**Assignment**
Only one stretch of the listing below is wanted. Give it again exactly, from the line with "self.location = decision.edge.destination;" through the line with "pub fn ensure_implemented(&self)".

**Data provided**
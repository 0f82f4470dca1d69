/*
 * Copyright (C) 2023 Asim Ihsan
 * SPDX-License-Identifier: AGPL-3.0-only
 *
 * This program is free software: you can redistribute it and/or modify it under
 * the terms of the GNU Affero General Public License as published by the Free
 * Software Foundation, version 3.
 *
 * This program is distributed in the hope that it will be useful, but WITHOUT ANY
 * WARRANTY; without even the implied warranty of MERCHANTABILITY or FITNESS FOR A
 * PARTICULAR PURPOSE. See the GNU Affero General Public License for more details.
 *
 * You should have received a copy of the GNU Affero General Public License along
 * with this program. If not, see <https://www.gnu.org/licenses/>
 */

use std::collections::BTreeMap;

use serde::{Deserialize, Serialize};
use weighted_network::{Edge, Length, NodeId};

use crate::environment::Environment;
use crate::{HashSet, TimeStep};

/// What an agent sees from its current node: the outgoing edges it may still take, with their
/// lengths, in ascending destination order.
pub type Percept = BTreeMap<Edge, Length>;

/// The edge an agent chose to follow during one step.
#[derive(Debug, Clone, Copy, PartialEq, Serialize, Deserialize)]
pub struct Decision {
    pub edge: Edge,
    pub length: Length,
}

/// The closed set of agent behaviours. Only `GreedyNavigator` has a decision cycle; the others
/// are placeholders that refuse to run.
#[derive(Debug, Clone, Copy, PartialEq, Eq, Hash, Serialize, Deserialize)]
pub enum AgentKind {
    /// Hill-climbing agent: always follows the shortest edge to a node it has not visited yet.
    GreedyNavigator,
    Maverick,
    Follower,
}

impl AgentKind {
    pub fn has_decision_cycle(self) -> bool {
        matches!(self, AgentKind::GreedyNavigator)
    }
}

impl std::fmt::Display for AgentKind {
    fn fmt(&self, f: &mut std::fmt::Formatter<'_>) -> std::fmt::Result {
        match self {
            AgentKind::GreedyNavigator => write!(f, "greedy navigator"),
            AgentKind::Maverick => write!(f, "maverick"),
            AgentKind::Follower => write!(f, "follower"),
        }
    }
}

/// Where an agent is in its per-step cycle. Each step must go perceive, interpret, act.
#[derive(Debug, Clone, Copy, PartialEq, Eq, Hash)]
pub enum Phase {
    /// No cycle has started yet.
    Idle,
    Perceived,
    Interpreted,
    /// The last cycle is complete; the next one may start once the clock has moved on.
    Acted,
}

/// One of the three decision-cycle operations.
#[derive(Debug, Clone, Copy, PartialEq, Eq, Hash)]
pub enum Operation {
    Perceive,
    Interpret,
    Act,
}

impl std::fmt::Display for Operation {
    fn fmt(&self, f: &mut std::fmt::Formatter<'_>) -> std::fmt::Result {
        match self {
            Operation::Perceive => write!(f, "perceive"),
            Operation::Interpret => write!(f, "interpret"),
            Operation::Act => write!(f, "act"),
        }
    }
}

/// Agent errors. Apart from `LocationOutsideGraph`, which is a configuration error, these are
/// all caller bugs: the driver invoked the decision cycle in a way it must not.
///
/// Running out of unvisited neighbors is not an error. It is observed through `is_alive()`.
#[derive(Debug, Clone, PartialEq, Eq, thiserror::Error)]
pub enum AgentError {
    #[error("agent {identity}: initial location {location} is outside the graph ({node_count} nodes)")]
    LocationOutsideGraph {
        identity: String,
        location: NodeId,
        node_count: usize,
    },

    #[error("agent {identity}: cannot {operation} in phase {phase:?}")]
    OutOfOrder {
        identity: String,
        operation: Operation,
        phase: Phase,
    },

    #[error("agent {identity}: cannot {operation} at step {now}, current cycle belongs to step {cycle_step}")]
    StepMismatch {
        identity: String,
        operation: Operation,
        cycle_step: TimeStep,
        now: TimeStep,
    },

    #[error("agent {0} is no longer alive")]
    NotAlive(String),

    #[error("agent {identity}: {kind} behaviour is not implemented")]
    NotImplemented { identity: String, kind: AgentKind },
}

/// End-of-trial summary of one agent.
#[derive(Debug, Clone, PartialEq, Serialize, Deserialize)]
pub struct AgentReport {
    pub identity: String,
    pub kind: AgentKind,
    /// Node occupied at the start of each simulated step, in step order.
    pub locations: Vec<NodeId>,
    /// Total length of all edges taken. Lower is better.
    pub performance: Length,
    pub alive: bool,
}

/// An agent walking the environment's network.
///
/// The agent does not own the Environment. Each phase borrows it, so the simulation is free to
/// advance the clock between steps.
#[derive(Debug, Clone)]
pub struct Agent {
    identity: String,
    kind: AgentKind,
    location: NodeId,
    alive: bool,
    performance: Length,
    percept: Percept,
    decisions: BTreeMap<TimeStep, Decision>,
    history: BTreeMap<TimeStep, NodeId>,
    // values of `history`, kept as a set for percept filtering
    visited: HashSet<NodeId>,
    phase: Phase,
    cycle_step: TimeStep,
}

impl Agent {
    pub fn new(
        identity: impl Into<String>,
        kind: AgentKind,
        location: NodeId,
        environment: &Environment,
    ) -> Result<Self, AgentError> {
        let identity = identity.into();
        let graph = environment.graph();
        if !graph.contains_node(location) {
            return Err(AgentError::LocationOutsideGraph {
                identity,
                location,
                node_count: graph.node_count(),
            });
        }
        Ok(Self {
            identity,
            kind,
            location,
            alive: true,
            performance: 0.0,
            percept: Percept::new(),
            decisions: BTreeMap::new(),
            history: BTreeMap::new(),
            visited: HashSet::default(),
            phase: Phase::Idle,
            cycle_step: 0,
        })
    }

    pub fn identity(&self) -> &str {
        &self.identity
    }

    pub fn kind(&self) -> AgentKind {
        self.kind
    }

    pub fn location(&self) -> NodeId {
        self.location
    }

    pub fn is_alive(&self) -> bool {
        self.alive
    }

    pub fn performance(&self) -> Length {
        self.performance
    }

    pub fn phase(&self) -> Phase {
        self.phase
    }

    pub fn last_percept(&self) -> &Percept {
        &self.percept
    }

    pub fn decisions(&self) -> &BTreeMap<TimeStep, Decision> {
        &self.decisions
    }

    pub fn location_history(&self) -> &BTreeMap<TimeStep, NodeId> {
        &self.history
    }

    pub fn report(&self) -> AgentReport {
        AgentReport {
            identity: self.identity.clone(),
            kind: self.kind,
            locations: self.history.values().copied().collect(),
            performance: self.performance,
            alive: self.alive,
        }
    }

    /// Look at the outgoing edges of the current node, dropping every edge that leads back to a
    /// node already recorded in the location history.
    pub fn perceive(&mut self, environment: &Environment) -> Result<&Percept, AgentError> {
        self.ensure_implemented()?;
        let now = environment.current_time();
        self.check_order(Operation::Perceive, now)?;

        let visited = &self.visited;
        self.percept = environment
            .graph()
            .neighbors_with_weights(self.location)
            .into_iter()
            .filter(|(edge, _)| !visited.contains(&edge.destination))
            .collect();
        self.phase = Phase::Perceived;
        self.cycle_step = now;

        tracing::trace!(
            agent = %self.identity,
            step = now,
            location = self.location,
            candidates = self.percept.len(),
            "perceived"
        );
        Ok(&self.percept)
    }

    /// Pick the shortest edge of the last percept. Ties go to the lowest destination node, the
    /// first minimum in percept order. An empty percept means there is nowhere left to go: the
    /// agent dies and no decision is recorded.
    pub fn interpret(&mut self, environment: &Environment) -> Result<Option<Decision>, AgentError> {
        self.ensure_implemented()?;
        let now = environment.current_time();
        self.check_order(Operation::Interpret, now)?;
        self.phase = Phase::Interpreted;

        let decision = self
            .percept
            .iter()
            .min_by(|(_, length1), (_, length2)| length1.total_cmp(length2))
            .map(|(&edge, &length)| Decision { edge, length });

        match decision {
            Some(decision) => {
                tracing::trace!(
                    agent = %self.identity,
                    step = now,
                    edge = %decision.edge,
                    length = decision.length,
                    "decided"
                );
                self.decisions.insert(now, decision);
            }
            None => {
                tracing::debug!(
                    agent = %self.identity,
                    step = now,
                    location = self.location,
                    performance = self.performance,
                    "no unvisited neighbors, agent stops"
                );
                self.alive = false;
            }
        }
        Ok(decision)
    }

    /// Record where the agent stood at the start of this step, then follow this step's decision
    /// if there is one.
    pub fn act(&mut self, environment: &Environment) -> Result<Option<Decision>, AgentError> {
        self.ensure_implemented()?;
        let now = environment.current_time();
        self.check_order(Operation::Act, now)?;
        self.phase = Phase::Acted;

        self.history.insert(now, self.location);
        self.visited.insert(self.location);
        if !self.alive {
            return Ok(None);
        }

        let decision = self.decisions.get(&now).copied();
        if let Some(decision) = decision {
            self.location = decision.edge.destination;
            self.performance += decision.length;
        }
        Ok(decision)
    }

    /// Fails with `NotImplemented` for agent kinds that have no decision cycle.
    pub fn ensure_implemented(&self) -> Result<(), AgentError> {
        if self.kind.has_decision_cycle() {
            return Ok(());
        }
        Err(AgentError::NotImplemented {
            identity: self.identity.clone(),
            kind: self.kind,
        })
    }

    fn check_order(&self, operation: Operation, now: TimeStep) -> Result<(), AgentError> {
        // a dead agent may only finish the step it died in
        let closing_fatal_step = operation == Operation::Act && self.phase == Phase::Interpreted;
        if !self.alive && !closing_fatal_step {
            return Err(AgentError::NotAlive(self.identity.clone()));
        }

        let in_order = matches!(
            (operation, self.phase),
            (Operation::Perceive, Phase::Idle | Phase::Acted)
                | (Operation::Interpret, Phase::Perceived)
                | (Operation::Act, Phase::Interpreted)
        );
        if !in_order {
            return Err(AgentError::OutOfOrder {
                identity: self.identity.clone(),
                operation,
                phase: self.phase,
            });
        }

        // a new cycle needs a fresh step; the rest of a cycle stays on the step it began in
        let step_ok = match self.phase {
            Phase::Idle => true,
            Phase::Acted => now > self.cycle_step,
            Phase::Perceived | Phase::Interpreted => now == self.cycle_step,
        };
        if !step_ok {
            return Err(AgentError::StepMismatch {
                identity: self.identity.clone(),
                operation,
                cycle_step: self.cycle_step,
                now,
            });
        }
        Ok(())
    }
}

**Response box**
            self.location = decision.edge.destination;
            self.performance += decision.length;
        }
        Ok(decision)
    }

    /// Fails with `NotImplemented` for agent kinds that have no decision cycle.
    pub fn ensure_implemented(&self) -> Result<(), AgentError> {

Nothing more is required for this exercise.